##### Material for the task #####

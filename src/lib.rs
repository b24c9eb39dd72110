//! Random-access article lookup for Wiktionary multistream dumps.
//!
//! A lookup runs in three stages:
//!
//! 1. [`IndexRecord::parse`] turns an `offset:id:title` index line into a record.
//! 2. [`fetch_page_fragment`] decompresses the bzip2 stream at the record's
//!    offset until a whole `</page>` is out, and [`isolate_article`] cuts the
//!    titled page from that batch.
//! 3. [`split_language_sections`] splits the page at `==Language==` headings
//!    and [`extract_tags`] turns each section into `(heading, body)` tags.
//!
//! ```no_run
//! use wiktionary_articles::{extract_tags, split_language_sections, ArticleSource};
//!
//! let source = ArticleSource::new("dumps/enwiktionary-latest-pages-articles-multistream.xml.bz2");
//! let article = source.get_article_line("568:10:dictionary")?;
//! for section in split_language_sections(&article) {
//!     for tag in extract_tags(section) {
//!         println!("{}: {} bytes", tag.label, tag.body.len());
//!     }
//! }
//! # Ok::<(), wiktionary_articles::ArticleError>(())
//! ```

pub mod archive;
pub mod article;
pub mod config;
pub mod error;
pub mod index;
pub mod sections;
pub mod tree;

pub use archive::fetch_page_fragment;
pub use article::{isolate_article, ArticleSource, PageIsolator, TextualIsolator};
pub use config::DumpConfig;
pub use error::{ArticleError, Result};
pub use index::{ArticleIndex, IndexRecord};
pub use sections::{extract_tags, language_name, split_language_sections, LanguageSections, SectionTag};
pub use tree::{build_tag_tree, TagNode};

#####

*Task objective:*
Beginning at the line that holds "pub mod archive;", write out word for word each line through the end of the records.

*Final answer:*
pub mod archive;
pub mod article;
pub mod config;
pub mod error;
pub mod index;
pub mod sections;
pub mod tree;

pub use archive::fetch_page_fragment;
pub use article::{isolate_article, ArticleSource, PageIsolator, TextualIsolator};
pub use config::DumpConfig;
pub use error::{ArticleError, Result};
pub use index::{ArticleIndex, IndexRecord};
pub use sections::{extract_tags, language_name, split_language_sections, LanguageSections, SectionTag};
pub use tree::{build_tag_tree, TagNode};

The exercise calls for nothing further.